At the same time, experts have emphasized that immigration is not a silver bullet for European demographic challenges, instead it is one of many solutions, or at least moves to an older society. It suggests that it is a way to make it easier.
“Rising the level of immigration will not solve these demographic problems on their own. The level required to do so is very large, and only a very large number of migrants willing to move. Not there,” Springford said.
“However, they will help raise employment rates for working-age people, push back the age of retirement, reform pensions, and change the burden of taxation from labor income to wealth, especially property.”
Manning added: “For immigrants to help, it is that they are actually working, and many European countries have very low employment rates among many immigrants. So you give it You can’t take it as something you’ve been. If you have immigrants who came in and didn’t work and needed support for welfare, it won’t make things better, that will make things worse. So , it’s really important that they do their job, and that can be problematic in some cases.”
Within the borders, rural areas will bear the brunt of the EU’s future population decline.

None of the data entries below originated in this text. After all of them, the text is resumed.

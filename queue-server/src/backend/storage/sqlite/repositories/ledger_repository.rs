use anyhow::{anyhow, bail, Context, Result};
use async_trait::async_trait;
use chrono::{DateTime, Utc};
use log::debug;
use shared::{CustomerStatus, PriorityClass};
use sqlx::sqlite::SqliteRow;
use sqlx::{Row, Sqlite, Transaction};

use crate::backend::domain::ledger::LedgerKey;
use crate::backend::domain::models::customer::{Customer, Feedback};
use crate::backend::domain::models::queue_day::QueueDay;
use crate::backend::storage::sqlite::connection::DbConnection;
use crate::backend::storage::traits::{EntryUpdate, LedgerCommit, LedgerStorage, StorageConflict};

const CUSTOMER_COLUMNS: &str = r#"
    id, outlet_id, service_day, token, token_sequence, name, contact, email,
    service_type, priority, status, queue_position, estimated_wait_secs,
    actual_wait_secs, registration_time, service_start_time, service_end_time,
    cancelled_time, assigned_officer_id, feedback_rating, feedback_comment,
    feedback_submitted_at
"#;

/// Repository for customer entries and daily aggregates
#[derive(Clone)]
pub struct LedgerRepository {
    db: DbConnection,
}

impl LedgerRepository {
    pub fn new(db: DbConnection) -> Self {
        Self { db }
    }

    fn customer_from_row(row: &SqliteRow) -> Result<Customer> {
        let priority: String = row.try_get("priority")?;
        let status: String = row.try_get("status")?;
        let feedback = match row.try_get::<Option<i64>, _>("feedback_rating")? {
            Some(rating) => Some(Feedback {
                rating: u8::try_from(rating)?,
                comment: row.try_get("feedback_comment")?,
                submitted_at: row
                    .try_get::<Option<DateTime<Utc>>, _>("feedback_submitted_at")?
                    .ok_or_else(|| anyhow!("Feedback without submission time"))?,
            }),
            None => None,
        };

        Ok(Customer {
            id: row.try_get("id")?,
            name: row.try_get("name")?,
            contact: row.try_get("contact")?,
            email: row.try_get("email")?,
            service_type: row.try_get("service_type")?,
            priority: PriorityClass::parse(&priority)
                .ok_or_else(|| anyhow!("Unknown priority '{}'", priority))?,
            outlet_id: row.try_get("outlet_id")?,
            service_day: row.try_get("service_day")?,
            token: row.try_get("token")?,
            token_sequence: u32::try_from(row.try_get::<i64, _>("token_sequence")?)?,
            status: CustomerStatus::parse(&status)
                .ok_or_else(|| anyhow!("Unknown status '{}'", status))?,
            queue_position: row
                .try_get::<Option<i64>, _>("queue_position")?
                .map(u32::try_from)
                .transpose()?,
            estimated_wait_secs: u64::try_from(row.try_get::<i64, _>("estimated_wait_secs")?)?,
            actual_wait_secs: row
                .try_get::<Option<i64>, _>("actual_wait_secs")?
                .map(u64::try_from)
                .transpose()?,
            registration_time: row.try_get("registration_time")?,
            service_start_time: row.try_get("service_start_time")?,
            service_end_time: row.try_get("service_end_time")?,
            cancelled_time: row.try_get("cancelled_time")?,
            assigned_officer_id: row.try_get("assigned_officer_id")?,
            feedback,
        })
    }

    fn queue_day_from_row(row: &SqliteRow) -> Result<QueueDay> {
        let peak_hours: String = row.try_get("peak_hours")?;
        Ok(QueueDay {
            outlet_id: row.try_get("outlet_id")?,
            service_day: row.try_get("service_day")?,
            currently_serving: row.try_get("currently_serving")?,
            total_registered: u32::try_from(row.try_get::<i64, _>("total_registered")?)?,
            total_waiting: u32::try_from(row.try_get::<i64, _>("total_waiting")?)?,
            total_served: u32::try_from(row.try_get::<i64, _>("total_served")?)?,
            wait_time_total_secs: u64::try_from(row.try_get::<i64, _>("wait_time_total_secs")?)?,
            wait_time_samples: u32::try_from(row.try_get::<i64, _>("wait_time_samples")?)?,
            peak_hours: serde_json::from_str(&peak_hours).context("Bad peak_hours column")?,
            last_updated: row.try_get("last_updated")?,
        })
    }

    async fn fetch_customers(&self, sql: &str, key: &LedgerKey, extra: Option<&str>) -> Result<Vec<Customer>> {
        let mut query = sqlx::query(sql).bind(&key.outlet_id).bind(key.service_day);
        if let Some(extra) = extra {
            query = query.bind(extra);
        }
        let rows = query.fetch_all(self.db.pool()).await?;
        rows.iter().map(Self::customer_from_row).collect()
    }

    async fn insert_customer(tx: &mut Transaction<'_, Sqlite>, customer: &Customer) -> Result<()> {
        let sql = format!(
            "INSERT INTO customers ({}) VALUES (?, ?, ?, ?, ?, ?, ?, ?, ?, ?, ?, ?, ?, ?, ?, ?, ?, ?, ?, ?, ?, ?)",
            CUSTOMER_COLUMNS
        );
        sqlx::query(&sql)
            .bind(&customer.id)
            .bind(&customer.outlet_id)
            .bind(customer.service_day)
            .bind(&customer.token)
            .bind(i64::from(customer.token_sequence))
            .bind(&customer.name)
            .bind(&customer.contact)
            .bind(&customer.email)
            .bind(&customer.service_type)
            .bind(customer.priority.as_str())
            .bind(customer.status.as_str())
            .bind(customer.queue_position.map(i64::from))
            .bind(to_i64(customer.estimated_wait_secs)?)
            .bind(customer.actual_wait_secs.map(to_i64).transpose()?)
            .bind(customer.registration_time)
            .bind(customer.service_start_time)
            .bind(customer.service_end_time)
            .bind(customer.cancelled_time)
            .bind(&customer.assigned_officer_id)
            .bind(customer.feedback.as_ref().map(|f| i64::from(f.rating)))
            .bind(customer.feedback.as_ref().and_then(|f| f.comment.clone()))
            .bind(customer.feedback.as_ref().map(|f| f.submitted_at))
            .execute(&mut **tx)
            .await
            .map_err(|e| write_error(e, &format!("insert {}", customer.token)))?;
        Ok(())
    }

    /// Guarded by the entry's expected status, position and feedback state
    async fn update_customer(tx: &mut Transaction<'_, Sqlite>, update: &EntryUpdate) -> Result<()> {
        let customer = &update.customer;
        let result = sqlx::query(
            r#"
            UPDATE customers SET
                name = ?, contact = ?, email = ?, service_type = ?, priority = ?,
                status = ?, queue_position = ?, estimated_wait_secs = ?, actual_wait_secs = ?,
                service_start_time = ?, service_end_time = ?, cancelled_time = ?,
                assigned_officer_id = ?, feedback_rating = ?, feedback_comment = ?,
                feedback_submitted_at = ?
            WHERE id = ? AND status = ? AND queue_position IS ?
                AND (feedback_rating IS NOT NULL) = ?
            "#,
        )
        .bind(&customer.name)
        .bind(&customer.contact)
        .bind(&customer.email)
        .bind(&customer.service_type)
        .bind(customer.priority.as_str())
        .bind(customer.status.as_str())
        .bind(customer.queue_position.map(i64::from))
        .bind(to_i64(customer.estimated_wait_secs)?)
        .bind(customer.actual_wait_secs.map(to_i64).transpose()?)
        .bind(customer.service_start_time)
        .bind(customer.service_end_time)
        .bind(customer.cancelled_time)
        .bind(&customer.assigned_officer_id)
        .bind(customer.feedback.as_ref().map(|f| i64::from(f.rating)))
        .bind(customer.feedback.as_ref().and_then(|f| f.comment.clone()))
        .bind(customer.feedback.as_ref().map(|f| f.submitted_at))
        .bind(&customer.id)
        .bind(update.expected_status.as_str())
        .bind(update.expected_position.map(i64::from))
        .bind(update.expected_has_feedback)
        .execute(&mut **tx)
        .await
        .map_err(|e| write_error(e, &format!("update {}", customer.token)))?;

        if result.rows_affected() == 1 {
            return Ok(());
        }

        let exists: Option<i64> = sqlx::query_scalar("SELECT 1 FROM customers WHERE id = ?")
            .bind(&customer.id)
            .fetch_optional(&mut **tx)
            .await?;
        match exists {
            Some(_) => Err(StorageConflict(format!(
                "{} changed since it was read (expected {})",
                customer.token, update.expected_status
            ))
            .into()),
            None => bail!("Customer {} does not exist", customer.id),
        }
    }

    async fn upsert_queue_day(tx: &mut Transaction<'_, Sqlite>, queue_day: &QueueDay) -> Result<()> {
        sqlx::query(
            r#"
            INSERT INTO queue_days (
                outlet_id, service_day, currently_serving, total_registered, total_waiting,
                total_served, wait_time_total_secs, wait_time_samples, peak_hours, last_updated
            )
            VALUES (?, ?, ?, ?, ?, ?, ?, ?, ?, ?)
            ON CONFLICT(outlet_id, service_day) DO UPDATE SET
                currently_serving = excluded.currently_serving,
                total_registered = excluded.total_registered,
                total_waiting = excluded.total_waiting,
                total_served = excluded.total_served,
                wait_time_total_secs = excluded.wait_time_total_secs,
                wait_time_samples = excluded.wait_time_samples,
                peak_hours = excluded.peak_hours,
                last_updated = excluded.last_updated
            "#,
        )
        .bind(&queue_day.outlet_id)
        .bind(queue_day.service_day)
        .bind(&queue_day.currently_serving)
        .bind(i64::from(queue_day.total_registered))
        .bind(i64::from(queue_day.total_waiting))
        .bind(i64::from(queue_day.total_served))
        .bind(to_i64(queue_day.wait_time_total_secs)?)
        .bind(i64::from(queue_day.wait_time_samples))
        .bind(serde_json::to_string(&queue_day.peak_hours)?)
        .bind(queue_day.last_updated)
        .execute(&mut **tx)
        .await
        .context("Failed to store queue aggregate")?;
        Ok(())
    }
}

fn to_i64(value: u64) -> Result<i64> {
    i64::try_from(value).context("Value out of range for SQLite integer")
}

/// Unique-index violations become a `StorageConflict` the domain can retry on
fn write_error(error: sqlx::Error, operation: &str) -> anyhow::Error {
    match &error {
        sqlx::Error::Database(db_error) if db_error.is_unique_violation() => {
            anyhow::Error::new(StorageConflict(format!("{}: {}", operation, db_error.message())))
        }
        _ => anyhow::Error::new(error).context(format!("Failed to {}", operation)),
    }
}

/// Entries losing their position are written before entries taking one,
/// lowest position first, so the waiting-position index never sees two
/// holders of the same slot.
fn update_order(updated: &[EntryUpdate]) -> Vec<&EntryUpdate> {
    let mut ordered: Vec<&EntryUpdate> = updated.iter().collect();
    ordered.sort_by_key(|u| match (u.customer.status, u.customer.queue_position) {
        (CustomerStatus::Waiting, Some(position)) => (1, position),
        _ => (0, 0),
    });
    ordered
}

#[async_trait]
impl LedgerStorage for LedgerRepository {
    async fn get_customer(&self, customer_id: &str) -> Result<Option<Customer>> {
        let sql = format!("SELECT {} FROM customers WHERE id = ?", CUSTOMER_COLUMNS);
        let row = sqlx::query(&sql)
            .bind(customer_id)
            .fetch_optional(self.db.pool())
            .await?;

        row.as_ref().map(Self::customer_from_row).transpose()
    }

    async fn find_by_token(&self, key: &LedgerKey, token: &str) -> Result<Option<Customer>> {
        let sql = format!(
            "SELECT {} FROM customers WHERE outlet_id = ? AND service_day = ? AND token = ?",
            CUSTOMER_COLUMNS
        );
        Ok(self.fetch_customers(&sql, key, Some(token)).await?.into_iter().next())
    }

    async fn find_active_by_contact(&self, key: &LedgerKey, contact: &str) -> Result<Option<Customer>> {
        let sql = format!(
            r#"
            SELECT {} FROM customers
            WHERE outlet_id = ? AND service_day = ? AND contact = ?
              AND status IN ('waiting', 'being_served')
            ORDER BY token_sequence ASC
            LIMIT 1
            "#,
            CUSTOMER_COLUMNS
        );
        Ok(self.fetch_customers(&sql, key, Some(contact)).await?.into_iter().next())
    }

    async fn list_customers(&self, key: &LedgerKey) -> Result<Vec<Customer>> {
        let sql = format!(
            "SELECT {} FROM customers WHERE outlet_id = ? AND service_day = ? ORDER BY token_sequence ASC",
            CUSTOMER_COLUMNS
        );
        self.fetch_customers(&sql, key, None).await
    }

    async fn list_waiting(&self, key: &LedgerKey, limit: Option<u32>) -> Result<Vec<Customer>> {
        // SQLite treats a negative LIMIT as "no limit"
        let limit = limit.map(i64::from).unwrap_or(-1);
        let sql = format!(
            r#"
            SELECT {} FROM customers
            WHERE outlet_id = ? AND service_day = ? AND status = 'waiting'
            ORDER BY queue_position ASC
            LIMIT ?
            "#,
            CUSTOMER_COLUMNS
        );
        let rows = sqlx::query(&sql)
            .bind(&key.outlet_id)
            .bind(key.service_day)
            .bind(limit)
            .fetch_all(self.db.pool())
            .await?;
        rows.iter().map(Self::customer_from_row).collect()
    }

    async fn count_registrations(&self, key: &LedgerKey) -> Result<u32> {
        let count: i64 = sqlx::query_scalar(
            "SELECT COUNT(*) FROM customers WHERE outlet_id = ? AND service_day = ?",
        )
        .bind(&key.outlet_id)
        .bind(key.service_day)
        .fetch_one(self.db.pool())
        .await?;
        Ok(u32::try_from(count)?)
    }

    async fn count_waiting(&self, key: &LedgerKey) -> Result<u32> {
        let count: i64 = sqlx::query_scalar(
            "SELECT COUNT(*) FROM customers WHERE outlet_id = ? AND service_day = ? AND status = 'waiting'",
        )
        .bind(&key.outlet_id)
        .bind(key.service_day)
        .fetch_one(self.db.pool())
        .await?;
        Ok(u32::try_from(count)?)
    }

    async fn get_queue_day(&self, key: &LedgerKey) -> Result<Option<QueueDay>> {
        let row = sqlx::query("SELECT * FROM queue_days WHERE outlet_id = ? AND service_day = ?")
            .bind(&key.outlet_id)
            .bind(key.service_day)
            .fetch_optional(self.db.pool())
            .await?;

        row.as_ref().map(Self::queue_day_from_row).transpose()
    }

    async fn commit(&self, commit: &LedgerCommit) -> Result<()> {
        let mut tx = self.db.pool().begin().await?;

        if let Some(customer) = &commit.inserted {
            Self::insert_customer(&mut tx, customer).await?;
        }
        for update in update_order(&commit.updated) {
            Self::update_customer(&mut tx, update).await?;
        }
        Self::upsert_queue_day(&mut tx, &commit.queue_day).await?;

        tx.commit().await.context("Failed to commit ledger transaction")?;
        debug!(
            "Committed ledger {}@{}: {} inserted, {} updated",
            commit.queue_day.outlet_id,
            commit.queue_day.service_day,
            usize::from(commit.inserted.is_some()),
            commit.updated.len()
        );
        Ok(())
    }
}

Over the next 80 years, more villages could suffer the same fate as Kamini in southern Italy.
The village is one of many in the Calabrian region, where its population declined sharply in the second half of the 20th century as young residents moved elsewhere for opportunities.
Kamini has recently become the site of a project that has resettled refugees, and is trying to reclaim its community from its disappearance. This was cited in a recent Council of Europe report written by Labour MP Kate Osemore, who investigated the potential for immigration to alleviate the challenges of older adults.
“I was watching the place die slowly,” said Rosario Zurzolo, president of Eurocorp Servigi, born in Kamini and now president of the cooperative that runs the resettlement project. It states.
So far, 50 refugees have settled in Kamini permanently under the plan, increasing the village’s population to 350, while another 118 are temporarily hosting. The iconic achievement of the scheme was the recent reopening of local schools.
Zurzolo says Camini can act as a model that will help stimulate the activity of other European regions experiencing population decline.
Serena Franco, part of the Kamini Project and who presented evidence to the Council of Europe for its report, added: “They bring knowledge, and new jobs are likewise impossible without them.”